Viaje a Laos y Tailandia. Día 1 de noviembre de 2016 por la tarde (parte 3).

Aproveché que entraba una persona a la sauna para salir. De ese modo parecía que me iba para dejar sitio en vez de porque no podía soportar ese horno. Mientras volvía a la zona de los hombres comprobé que ya no era el único farang. Había llegado otro occidental, posiblemente un americano. Me senté en el banco próximo a las escaleras y, puesto que no tenía otra forma de ocupar la mente, me dediqué a observar al personal. Estábamos en ese momento ocho hombres. La mayoría superábamos los cincuenta años. Solo había dos más jóvenes: un tipo de complexión fuerte, rozando la obesidad, de unos cuarenta años y un veinteañero que tenía cuerpo de atleta.
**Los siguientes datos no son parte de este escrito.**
//! EpochRecord -> StructuredProof

use crate::domain::{EcvrfProof, EpochRecord, StructuredProof};
use crate::infra::Result;

use super::normalize::{normalize_scalar, split_field_pair};

/// Repackage a generator record into the provider's argument layout.
///
/// Pure and deterministic. `y` and `createdDate` are not carried; the
/// contract recomputes the output from the proof.
pub fn transform(record: &EpochRecord) -> Result<StructuredProof> {
    let ecvrf_proof = EcvrfProof {
        gamma: split_field_pair("gamma", &record.gamma)?,
        c: normalize_scalar("c", &record.c)?,
        s: normalize_scalar("s", &record.s)?,
        alpha: normalize_scalar("alpha", &record.alpha)?,
        u_witness: normalize_scalar("witnessAddress", &record.witness_address)?,
        c_gamma_witness: split_field_pair("witnessGamma", &record.witness_gamma)?,
        s_hash_witness: split_field_pair("witnessHash", &record.witness_hash)?,
        z_inv: normalize_scalar("inverseZ", &record.inverse_z)?,
    };

    Ok(StructuredProof {
        ecdsa_proof: normalize_scalar("signatureProof", &record.signature_proof)?,
        ecvrf_proof,
    })
}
El atleta debía de ser un habitual de la sauna porque no llevaba una pantaloneta azul marino sino un pantalón de deporte de una marca comercial muy conocida. Se había pasado la mayor parte del tiempo viendo la televisión pero en ese momento estaba practicando deporte. Seguro que los vigoréxicos que frecuentan los gimnasios denominan a lo que estaba haciendo con alguna palabra en inglés. Como yo desconozco por completo esa terminología usaré el vocablo que aprendí cuando era alumno de la EGB y la Educación Física era una asignatura obligatoria, que por cierto odiaba. Estaba haciendo abdominales.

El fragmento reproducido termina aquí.